Regarding the first, learned as part of membership, she notes that “the taken-for-grantedness of artifacts and organizational arrangements is a sine qua non of membership in a community of practice.” In other words, members of a community take for granted the rituals, routines, and objects that make up an infrastructure; there are non-spoken, agreed-upon patterns that contribute to the invisibility of the foundational systems we use. In my family, it is taken for granted that none of my closest members, the people who watched me grow up and who knew me before I was born, live in my same city and have not for quite some time now. This is true for many of us. The Instagram and WhatsApp groups, the phone calls, the routine morning and night text messages are thusly taken for granted - they are not habits we actively think about but reels we send automatically, voice notes that go without saying are to be listened to on our commutes.

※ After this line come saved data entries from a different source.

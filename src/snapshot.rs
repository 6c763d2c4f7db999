use crate::demand::ForecastParams;
use crate::model::{seed_agents, Agent, Roster, Weekday};
use crate::vacation::VacationStore;
use anyhow::Context;
use chrono::{DateTime, NaiveDate, Utc};
use serde::{Deserialize, Serialize};
use std::collections::BTreeMap;

pub const BRAND: &str = "Montana";
pub const SNAPSHOT_VERSION: u32 = 1;

/// État complet d'un workspace, tel que persisté (objet JSON plat).
///
/// Tous les champs ont une valeur par défaut : `{}` se charge comme un
/// workspace neuf.
#[derive(Debug, Clone, PartialEq, Serialize, Deserialize)]
#[serde(rename_all = "camelCase", default)]
pub struct Snapshot {
    pub agents: Vec<Agent>,
    pub roster: Roster,
    pub daily_avg: BTreeMap<Weekday, f64>,
    pub hourly_pct_by_day: BTreeMap<Weekday, Vec<f64>>,
    pub aht_min: f64,
    pub occupancy: f64,
    pub service_buffer: u32,
    pub selected_date: Option<NaiveDate>,
    pub selected_day: Weekday,
    pub vacations: VacationStore,
    pub brand: String,
    pub version: u32,
    pub saved_at: Option<DateTime<Utc>>,
}

impl Default for Snapshot {
    fn default() -> Self {
        let params = ForecastParams::default();
        Self {
            agents: seed_agents(),
            roster: Roster::default(),
            daily_avg: params.daily_avg,
            hourly_pct_by_day: params.hourly_pct,
            aht_min: params.aht_min,
            occupancy: params.occupancy,
            service_buffer: params.service_buffer,
            selected_date: None,
            selected_day: Weekday::Mon,
            vacations: VacationStore::default(),
            brand: BRAND.to_string(),
            version: SNAPSHOT_VERSION,
            saved_at: None,
        }
    }
}

impl Snapshot {
    pub fn forecast_params(&self) -> ForecastParams {
        ForecastParams {
            aht_min: self.aht_min,
            occupancy: self.occupancy,
            service_buffer: self.service_buffer,
            daily_avg: self.daily_avg.clone(),
            hourly_pct: self.hourly_pct_by_day.clone(),
        }
    }

    pub fn from_value(value: serde_json::Value) -> anyhow::Result<Self> {
        serde_json::from_value(value).context("parsing schedule snapshot")
    }

    pub fn to_value(&self) -> anyhow::Result<serde_json::Value> {
        serde_json::to_value(self).context("serializing schedule snapshot")
    }
}
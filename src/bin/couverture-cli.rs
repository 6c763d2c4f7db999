#![forbid(unsafe_code)]
use anyhow::{bail, Context, Result};
use chrono::{NaiveDate, Utc};
use clap::{Parser, Subcommand};
use couverture::{
    endpoint::{self, EndpointConfig, Request},
    model::{Agent, BreakPref, DayBlock, Level, Weekday},
    planner::Planner,
    snapshot::Snapshot,
    storage::{JsonStorage, Storage},
    time::{bucket_label, parse_date, parse_hhmm, weekday_of},
};
#[cfg(feature = "logging")]
use tracing_subscriber::{fmt::Subscriber, EnvFilter};

/// CLI de planification de couverture support (sans base de données)
#[derive(Parser, Debug)]
#[command(author, version, about)]
struct Cli {
    /// Active les logs (feature `logging`)
    #[arg(long, global = true)]
    log: bool,

    /// Répertoire des snapshots JSON
    #[arg(long, global = true, default_value = ".")]
    data_dir: String,

    /// Nom du workspace
    #[arg(long, global = true, default_value = "montana")]
    workspace: String,

    #[command(subcommand)]
    cmd: Commands,
}

#[derive(Subcommand, Debug)]
enum Commands {
    /// Lister les agents
    Agents,

    /// Ajouter un agent
    AddAgent {
        #[arg(long)]
        name: String,
        #[arg(long, default_value = "SA")]
        country: String,
        /// junior | mid | senior
        #[arg(long, default_value = "junior", value_parser = parse_level)]
        level: Level,
        #[arg(long)]
        remote: bool,
        /// Interdit le vendredi
        #[arg(long)]
        no_friday: bool,
        /// Préférence de pause "none"
        #[arg(long)]
        no_break: bool,
    },

    /// Supprimer un agent (roster et congés compris)
    RemoveAgent {
        #[arg(long)]
        name: String,
    },

    /// Définir le bloc d'un agent pour un jour
    SetBlock {
        #[arg(long)]
        agent: String,
        /// Sat | Sun | Mon | Tue | Wed | Thu | Fri
        #[arg(long, value_parser = parse_day)]
        day: Weekday,
        /// HH:MM
        #[arg(long, default_value = "09:00")]
        start: String,
        /// HH:MM
        #[arg(long, default_value = "17:00")]
        end: String,
        /// HH:MM
        #[arg(long)]
        break_start: Option<String>,
        #[arg(long, default_value_t = 0)]
        break_minutes: u32,
        /// Jour non travaillé
        #[arg(long)]
        off: bool,
    },

    /// Importer un roster CSV
    ImportCsv {
        #[arg(long)]
        csv: String,
    },

    /// Exporter le roster en CSV
    ExportCsv {
        #[arg(long)]
        out: String,
    },

    /// Ajouter une période de congés (bornes incluses, YYYY-MM-DD)
    AddVacation {
        #[arg(long)]
        agent: String,
        #[arg(long, value_parser = parse_date)]
        start: NaiveDate,
        #[arg(long, value_parser = parse_date)]
        end: NaiveDate,
    },

    /// Supprimer une période de congés par sa position
    RemoveVacation {
        #[arg(long)]
        agent: String,
        #[arg(long)]
        index: usize,
    },

    /// Lister les congés
    Vacations {
        #[arg(long)]
        agent: Option<String>,
    },

    /// Modifier les paramètres de prévision
    Forecast {
        #[arg(long)]
        aht: Option<f64>,
        #[arg(long)]
        occupancy: Option<f64>,
        #[arg(long)]
        buffer: Option<u32>,
        /// Jour ciblé par `--daily-avg`
        #[arg(long, value_parser = parse_day)]
        day: Option<Weekday>,
        #[arg(long, requires = "day")]
        daily_avg: Option<f64>,
    },

    /// Couverture par créneau pour une date
    Coverage {
        #[arg(long, value_parser = parse_date)]
        date: NaiveDate,
    },

    /// Couverture face au besoin ; code 2 si un créneau est en sous-effectif
    Report {
        #[arg(long, value_parser = parse_date)]
        date: NaiveDate,
        /// Export CSV du rapport (optionnel)
        #[arg(long)]
        out_csv: Option<String>,
    },

    /// Exécuter une requête /schedule sur le répertoire de données
    ServeRequest {
        /// GET | PUT | OPTIONS
        #[arg(long)]
        method: String,
        /// Fichier contenant le corps JSON (PUT)
        #[arg(long)]
        body: Option<String>,
        /// Valeur de l'en-tête x-schedule-token
        #[arg(long)]
        token: Option<String>,
        #[arg(long, env = "COUVERTURE_WRITE_TOKEN")]
        write_token: Option<String>,
    },
}

fn parse_day(raw: &str) -> Result<Weekday, String> {
    Weekday::from_label(raw).ok_or_else(|| format!("unknown day: {raw} (expected Sat..Fri)"))
}

fn parse_level(raw: &str) -> Result<Level, String> {
    match raw.to_ascii_lowercase().as_str() {
        "junior" => Ok(Level::Junior),
        "mid" => Ok(Level::Mid),
        "senior" => Ok(Level::Senior),
        _ => Err(format!("unknown level: {raw}")),
    }
}

fn parse_time(raw: &str) -> Result<u32> {
    parse_hhmm(raw).with_context(|| format!("invalid time (expected HH:MM): {raw}"))
}

fn load(storage: &JsonStorage, workspace: &str) -> Result<Planner> {
    let snapshot = match storage.load(workspace)? {
        Some(blob) => Snapshot::from_value(blob)?,
        None => Snapshot::default(),
    };
    Ok(Planner::from_snapshot(snapshot))
}

fn save(storage: &JsonStorage, workspace: &str, planner: &Planner) -> Result<()> {
    let blob = planner.to_snapshot(Utc::now()).to_value()?;
    storage.save(workspace, &blob)
}

fn main() -> Result<()> {
    let cli = Cli::parse();

    #[cfg(feature = "logging")]
    if cli.log {
        let _ = Subscriber::builder()
            .with_env_filter(EnvFilter::from_default_env())
            .try_init();
    }

    let storage = JsonStorage::open(&cli.data_dir)?;
    let workspace = cli.workspace.as_str();
    // serve-request sert le blob tel quel, sans le relire comme snapshot
    let mut planner = match &cli.cmd {
        Commands::ServeRequest { .. } => Planner::new(),
        _ => load(&storage, workspace)?,
    };

    let code = match cli.cmd {
        Commands::Agents => {
            for a in planner.agents() {
                println!(
                    "{} | {} | {:?} | remote={} friday={}",
                    a.name, a.country, a.level, a.remote, a.friday_allowed
                );
            }
            0
        }
        Commands::AddAgent {
            name,
            country,
            level,
            remote,
            no_friday,
            no_break,
        } => {
            let agent = Agent {
                remote,
                friday_allowed: !no_friday,
                break_pref: if no_break {
                    BreakPref::None
                } else {
                    BreakPref::SixtyMinutes
                },
                ..Agent::new(name, country, level)
            };
            planner.add_agent(agent)?;
            save(&storage, workspace, &planner)?;
            0
        }
        Commands::RemoveAgent { name } => {
            planner.remove_agent(&name)?;
            save(&storage, workspace, &planner)?;
            0
        }
        Commands::SetBlock {
            agent,
            day,
            start,
            end,
            break_start,
            break_minutes,
            off,
        } => {
            let break_start = break_start.as_deref().map(parse_time).transpose()?;
            let block = DayBlock::new(
                !off,
                parse_time(&start)?,
                parse_time(&end)?,
                break_start,
                break_minutes,
            );
            planner.set_block(&agent, day, block)?;
            save(&storage, workspace, &planner)?;
            0
        }
        Commands::ImportCsv { csv } => {
            let file = std::fs::File::open(&csv).with_context(|| format!("opening {csv}"))?;
            let summary = planner.import_csv(file)?;
            save(&storage, workspace, &planner)?;
            println!(
                "Imported {} row(s), skipped {}, created {} agent(s)",
                summary.applied,
                summary.skipped,
                summary.created_agents.len()
            );
            0
        }
        Commands::ExportCsv { out } => {
            let file = std::fs::File::create(&out).with_context(|| format!("creating {out}"))?;
            planner.export_csv(file)?;
            0
        }
        Commands::AddVacation { agent, start, end } => {
            planner.add_vacation(&agent, start, end)?;
            save(&storage, workspace, &planner)?;
            0
        }
        Commands::RemoveVacation { agent, index } => {
            planner.remove_vacation(&agent, index)?;
            save(&storage, workspace, &planner)?;
            0
        }
        Commands::Vacations { agent } => {
            let names: Vec<String> = match agent {
                Some(a) => vec![a],
                None => planner.vacations().agents().map(str::to_string).collect(),
            };
            for name in names {
                for (i, r) in planner.vacations().ranges(&name).iter().enumerate() {
                    println!("{name} | #{i} | {} → {}", r.start, r.end);
                }
            }
            0
        }
        Commands::Forecast {
            aht,
            occupancy,
            buffer,
            day,
            daily_avg,
        } => {
            let params = planner.params_mut();
            if let Some(v) = aht {
                if v <= 0.0 {
                    bail!("aht must be > 0");
                }
                params.aht_min = v;
            }
            if let Some(v) = occupancy {
                params.occupancy = v;
            }
            if let Some(v) = buffer {
                params.service_buffer = v;
            }
            if let (Some(d), Some(v)) = (day, daily_avg) {
                params.daily_avg.insert(d, v);
            }
            save(&storage, workspace, &planner)?;
            0
        }
        Commands::Coverage { date } => {
            let coverage = planner.coverage(date);
            println!("{date} ({})", weekday_of(date));
            for (k, n) in coverage.iter().enumerate() {
                println!("{} | {}", bucket_label(k), n);
            }
            0
        }
        Commands::Report { date, out_csv } => {
            let rows = planner.report(date);
            for r in &rows {
                println!(
                    "{} | cov {:>3} | req {:>3} | exp {:>7.2} | gap {:>+4}",
                    r.label, r.coverage, r.required, r.expected, r.gap
                );
            }
            if let Some(path) = out_csv {
                let mut w = csv::Writer::from_path(path)?;
                w.write_record(["bucket", "coverage", "expected", "required", "gap"])?;
                for r in &rows {
                    w.write_record([
                        r.label.clone(),
                        r.coverage.to_string(),
                        format!("{:.2}", r.expected),
                        r.required.to_string(),
                        r.gap.to_string(),
                    ])?;
                }
                w.flush()?;
            }
            let short = rows.iter().filter(|r| r.is_short()).count();
            if short == 0 {
                println!("OK: fully staffed");
                0
            } else {
                eprintln!("Understaffed in {short} bucket(s)");
                // Code 2 = WARNING/INCOMPLETE
                2
            }
        }
        Commands::ServeRequest {
            method,
            body,
            token,
            write_token,
        } => {
            let body = body
                .map(|p| std::fs::read_to_string(&p).with_context(|| format!("reading {p}")))
                .transpose()?;
            let req = Request {
                method,
                workspace: Some(workspace.to_string()),
                token,
                body,
            };
            let resp = endpoint::handle(&storage, &EndpointConfig { write_token }, &req);
            println!("{}", resp.status);
            if let Some(body) = resp.body {
                println!("{body}");
            }
            if (200..300).contains(&resp.status) {
                0
            } else {
                1
            }
        }
    };

    std::process::exit(code);
}
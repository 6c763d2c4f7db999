use crate::model::{Agent, DayBlock, Roster, Weekday};
use crate::time::{bucket_bounds, weekday_of, BUCKETS};
use crate::vacation::VacationStore;
use chrono::NaiveDate;
use tracing::debug;

/// Nombre d'agents présents par créneau de 30 minutes.
pub type Coverage = [u32; BUCKETS];

fn overlap(a_start: i64, a_end: i64, b_start: i64, b_end: i64) -> i64 {
    (a_end.min(b_end) - a_start.max(b_start)).max(0)
}

/// Minutes de présence nette (travail moins pause) d'un bloc dans le créneau `k`.
///
/// La pause n'est pas ramenée dans la fenêtre de travail : une pause qui
/// déborde peut rendre la valeur négative.
pub fn agent_presence(block: &DayBlock, k: usize) -> i64 {
    if !block.active {
        return 0;
    }
    let (bucket_start, bucket_end) = bucket_bounds(k);
    let work = overlap(
        i64::from(block.start_min),
        i64::from(block.end_min),
        bucket_start,
        bucket_end,
    );
    let brk = block
        .break_window()
        .map(|(start, end)| overlap(i64::from(start), i64::from(end), bucket_start, bucket_end))
        .unwrap_or(0);
    work - brk
}

/// Couverture d'une journée : un agent compte pour 1 dans chaque créneau où
/// sa présence nette est strictement positive.
pub fn compute_coverage(
    roster: &Roster,
    agents: &[Agent],
    weekday: Weekday,
    date: NaiveDate,
    vacations: &VacationStore,
) -> Coverage {
    let mut coverage = [0u32; BUCKETS];
    let mut counted = 0usize;

    for agent in agents {
        if vacations.is_on_vacation(&agent.name, date) {
            continue;
        }
        let block = roster.resolve_block(&agent.name, weekday);
        if !block.active {
            continue;
        }
        counted += 1;
        for (k, slot) in coverage.iter_mut().enumerate() {
            if agent_presence(&block, k) > 0 {
                *slot += 1;
            }
        }
    }

    debug!(%date, %weekday, agents = counted, "coverage computed");
    coverage
}

/// Variante qui déduit le jour de la semaine de la date.
pub fn coverage_for_date(
    roster: &Roster,
    agents: &[Agent],
    date: NaiveDate,
    vacations: &VacationStore,
) -> Coverage {
    compute_coverage(roster, agents, weekday_of(date), date, vacations)
}
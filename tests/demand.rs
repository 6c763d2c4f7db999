#![forbid(unsafe_code)]
use couverture::demand::{
    expected_volume, half_hour_split, required_agents, ForecastParams, DEFAULT_HOURLY_PCT,
};
use couverture::Weekday;

fn params(buffer: u32) -> ForecastParams {
    ForecastParams {
        service_buffer: buffer,
        ..ForecastParams::default()
    }
}

#[test]
fn default_profile_peaks_at_three_pm() {
    let total: f64 = DEFAULT_HOURLY_PCT.iter().sum();
    assert!((total - 100.0).abs() < 1e-9);
    let peak = DEFAULT_HOURLY_PCT
        .iter()
        .cloned()
        .fold(f64::MIN, f64::max);
    assert_eq!(peak, 7.2);
    assert_eq!(DEFAULT_HOURLY_PCT[15], 7.2);
}

#[test]
fn hourly_share_is_split_across_both_half_hours() {
    let half = half_hour_split(&DEFAULT_HOURLY_PCT);
    assert!((half[30] - 3.6).abs() < 1e-12);
    assert!((half[31] - 3.6).abs() < 1e-12);
    assert!((half.iter().sum::<f64>() - 100.0).abs() < 1e-9);
}

#[test]
fn peak_bucket_requirement_matches_worked_example() {
    // 650 * 0.036 * 6 / (30 * 0.85) = 5.505... -> 6
    for buffer in [0, 2] {
        let p = params(buffer);
        let curve = p.demand_for(Weekday::Mon);
        assert!((curve.expected[30] - 23.4).abs() < 1e-6);
        assert_eq!(curve.required[30], 6 + buffer);
        assert_eq!(curve.required[31], 6 + buffer);
    }
}

#[test]
fn total_requirement_grows_with_buffer() {
    let mut last = 0u32;
    for buffer in 0..5 {
        let curve = params(buffer).demand_for(Weekday::Tue);
        let total: u32 = curve.required.iter().sum();
        assert!(total >= last);
        last = total;
    }
}

#[test]
fn profile_is_normalized_by_its_actual_sum() {
    // ne somme pas à 100 : seule la proportion compte
    let mut hourly = [0.0; 24];
    hourly[10] = 1.0;
    hourly[11] = 3.0;
    let expected = expected_volume(&hourly, 400.0);
    assert!((expected[20] - 50.0).abs() < 1e-9);
    assert!((expected[23] - 150.0).abs() < 1e-9);
    assert!((expected.iter().sum::<f64>() - 400.0).abs() < 1e-9);
}

#[test]
fn empty_profile_demands_only_the_buffer() {
    let expected = expected_volume(&[0.0; 24], 650.0);
    assert!(expected.iter().all(|v| *v == 0.0));
    let required = required_agents(&expected, &params(3));
    assert!(required.iter().all(|r| *r == 3));
}

#[test]
fn uniform_profile_spreads_volume_evenly() {
    let hourly = [100.0 / 24.0; 24];
    let expected = expected_volume(&hourly, 650.0);
    // 650 / 48 = 13.54 tickets, * 6 / 25.5 = 3.19 -> 4
    let required = required_agents(&expected, &params(0));
    assert!(required.iter().all(|r| *r == 4));
}

#[test]
fn zero_occupancy_uses_capacity_floor() {
    let mut hourly = [0.0; 24];
    hourly[0] = 100.0;
    let expected = expected_volume(&hourly, 1.0);
    let p = ForecastParams {
        occupancy: 0.0,
        aht_min: 1.0,
        ..ForecastParams::default()
    };
    // 0.5 ticket * 1 min / 0.1 = 5
    let required = required_agents(&expected, &p);
    assert_eq!(required[0], 5);
    assert_eq!(required[1], 5);
    assert_eq!(required[2], 0);
}

#[test]
fn short_and_negative_profiles_are_tolerated() {
    let half = half_hour_split(&[4.0, -2.0]);
    assert_eq!(half[0], 2.0);
    assert_eq!(half[1], 2.0);
    assert_eq!(half[2], 0.0);
    assert!(half[4..].iter().all(|v| *v == 0.0));
}

#[test]
fn weekday_overrides_are_used() {
    let mut p = ForecastParams::default();
    p.daily_avg.insert(Weekday::Sat, 0.0);
    let curve = p.demand_for(Weekday::Sat);
    assert!(curve.required.iter().all(|r| *r == 0));
    assert_eq!(p.daily_avg_for(Weekday::Sun), 380.0);
}
mod agents;
mod report;
mod types;

pub use types::{BucketRow, PlanError};

use crate::coverage::{coverage_for_date, Coverage};
use crate::demand::{DemandCurve, ForecastParams};
use crate::io::{self, ImportSummary};
use crate::model::{Agent, DayBlock, Roster, Weekday};
use crate::snapshot::{Snapshot, BRAND, SNAPSHOT_VERSION};
use crate::time::weekday_of;
use crate::vacation::{VacationRange, VacationStore};
use chrono::{DateTime, NaiveDate, Utc};
use std::io::{Read, Write};
use tracing::warn;

/// Planner : encapsule l'état d'un workspace (agents, roster, congés, prévision).
#[derive(Debug, Clone, Default)]
pub struct Planner {
    agents: Vec<Agent>,
    roster: Roster,
    vacations: VacationStore,
    params: ForecastParams,
    selected_date: Option<NaiveDate>,
    selected_day: Option<Weekday>,
}

impl Planner {
    /// Planner vide (aucun agent), paramètres de prévision par défaut.
    pub fn new() -> Self {
        Self::default()
    }

    pub fn agents(&self) -> &[Agent] {
        &self.agents
    }
    pub fn roster(&self) -> &Roster {
        &self.roster
    }
    pub fn vacations(&self) -> &VacationStore {
        &self.vacations
    }
    pub fn params(&self) -> &ForecastParams {
        &self.params
    }
    pub fn params_mut(&mut self) -> &mut ForecastParams {
        &mut self.params
    }
    pub fn selected_date(&self) -> Option<NaiveDate> {
        self.selected_date
    }
    pub fn select_date(&mut self, date: NaiveDate) {
        self.selected_date = Some(date);
        self.selected_day = Some(weekday_of(date));
    }

    pub fn add_agent(&mut self, agent: Agent) -> Result<(), PlanError> {
        agents::add_agent(self, agent)
    }

    pub fn remove_agent(&mut self, name: &str) -> Result<Agent, PlanError> {
        agents::remove_agent(self, name)
    }

    pub fn set_block(&mut self, name: &str, day: Weekday, block: DayBlock) -> Result<(), PlanError> {
        agents::set_block(self, name, day, block)
    }

    /// Bloc effectif (bloc canonique si le jour n'est pas renseigné).
    pub fn block(&self, name: &str, day: Weekday) -> DayBlock {
        self.roster.resolve_block(name, day)
    }

    pub fn add_vacation(
        &mut self,
        name: &str,
        start: NaiveDate,
        end: NaiveDate,
    ) -> Result<(), PlanError> {
        agents::add_vacation(self, name, start, end)
    }

    pub fn remove_vacation(&mut self, name: &str, index: usize) -> Result<VacationRange, PlanError> {
        agents::remove_vacation(self, name, index)
    }

    pub fn coverage(&self, date: NaiveDate) -> Coverage {
        coverage_for_date(&self.roster, &self.agents, date, &self.vacations)
    }

    pub fn demand(&self, day: Weekday) -> DemandCurve {
        self.params.demand_for(day)
    }

    /// Couverture et besoin créneau par créneau pour `date`.
    pub fn report(&self, date: NaiveDate) -> Vec<BucketRow> {
        report::report(self, date)
    }

    pub fn shortfalls(&self, date: NaiveDate) -> Vec<BucketRow> {
        self.report(date).into_iter().filter(BucketRow::is_short).collect()
    }

    /// Import CSV ; en cas d'erreur l'état reste inchangé.
    pub fn import_csv<R: Read>(&mut self, reader: R) -> Result<ImportSummary, PlanError> {
        let outcome = io::import_roster_csv(reader, &self.agents, &self.roster)?;
        self.agents = outcome.agents;
        self.roster = outcome.roster;
        Ok(outcome.summary)
    }

    pub fn export_csv<W: Write>(&self, writer: W) -> Result<(), PlanError> {
        io::export_roster_csv(writer, &self.agents, &self.roster)?;
        Ok(())
    }

    pub fn to_snapshot(&self, saved_at: DateTime<Utc>) -> Snapshot {
        Snapshot {
            agents: self.agents.clone(),
            roster: self.roster.clone(),
            daily_avg: self.params.daily_avg.clone(),
            hourly_pct_by_day: self.params.hourly_pct.clone(),
            aht_min: self.params.aht_min,
            occupancy: self.params.occupancy,
            service_buffer: self.params.service_buffer,
            selected_date: self.selected_date,
            selected_day: self.selected_day.unwrap_or(Weekday::Mon),
            vacations: self.vacations.clone(),
            brand: BRAND.to_string(),
            version: SNAPSHOT_VERSION,
            saved_at: Some(saved_at),
        }
    }

    /// Reconstruit l'état ; les agents en double (même nom) ne gardent que leur
    /// première occurrence, le roster et les congés d'agents inconnus sont écartés.
    pub fn from_snapshot(snapshot: Snapshot) -> Self {
        let params = snapshot.forecast_params();
        let Snapshot {
            agents: loaded,
            mut roster,
            mut vacations,
            selected_date,
            selected_day,
            ..
        } = snapshot;

        let mut agents: Vec<Agent> = Vec::with_capacity(loaded.len());
        for agent in loaded {
            if agents.iter().any(|a| a.name == agent.name) {
                warn!(agent = %agent.name, "dropping duplicate agent");
                continue;
            }
            agents.push(agent);
        }

        let known = |name: &str| agents.iter().any(|a| a.name == name);
        let orphans: Vec<String> = roster
            .agents()
            .chain(vacations.agents())
            .filter(|name| !known(*name))
            .map(str::to_string)
            .collect();
        for name in &orphans {
            warn!(agent = %name, "dropping roster/vacations of unknown agent");
            roster.remove_agent(name);
            vacations.clear_agent(name);
        }

        Self {
            agents,
            roster,
            vacations,
            params,
            selected_date,
            selected_day: Some(selected_day),
        }
    }
}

Regarding the second, built on an installed base, she notes that new infrastructure builds upon the existing one: “Optical fibers run along old railroad lines.” Having inherited a migratory family tree, my networks of home are founded upon those of my predecessors. My grandmother wrote letters across oceans, I write text messages; my grandfather worked night shifts at the Long Island Railroad in the 60s working on the transit that decades later I would benefit from as I roamed the state of New York. When you grow up watching your mom pick up the landline to call her mother in Puerto Rico and spending six hours trekking the highways between Illinois and Ohio, it becomes almost embedded in you to do the same as an adult.
Regarding the last, becoming visible upon breakdown, she notes: “The normally invisible quality of working infrastructure becomes visible when it breaks: the server is down, the bridge washes out, there is a power blackout.” Long-distance relationships - whether romantic, platonic, or kindred - require consistency and intention. The weight of them, the pain of them, and the effort required for them are most noticeable when things break down: the power goes out in Puerto Rico, the signal is unstable so the text message doesn’t send, the FaceTime freezes and I cannot call you back.
When I packed up most of my worldly possessions in two suitcases and nine boxes last week, I craved a meaning I wanted to assign to my past few years in Miami, one that was more concrete than the trite, I will miss it here or this is not a good-bye, but a farewell. I settled on infrastructure. My years in Miami– driving down Biscayne, teaching in a public school built along Oleta River State Park, walking along the Miami River downtown- taught me that along with the intangibility of love coexists a concrete structure built with iron, sweat, and hands.
I miss you.
Not as in I’ll see you one day, vaguely.
As in there are 750,000 miles of sea cables on the ocean floor that make up 99% of internet traffic and allow me to FaceTime you during the mundane, the boring. The kitchen clean up and the traffic jams.
I am here even if you can’t see me right now.
Not as in I am a ghost or a poltergeist.
As in the electromagnetic waves that exist above and around us are carrying my voice over the air to your phone so you can hear me say goodnight.
I love you.
Not as in we will make plans one day.
As in the way roads exist, concretely, I will come back to you, concretely.
I love you, Miami. Not as in I will be back someday. As in the wires and iron and asphalt and glass and sand and pavement that were tenderly placed across the span of decades and centuries have made it so that I will never really leave you.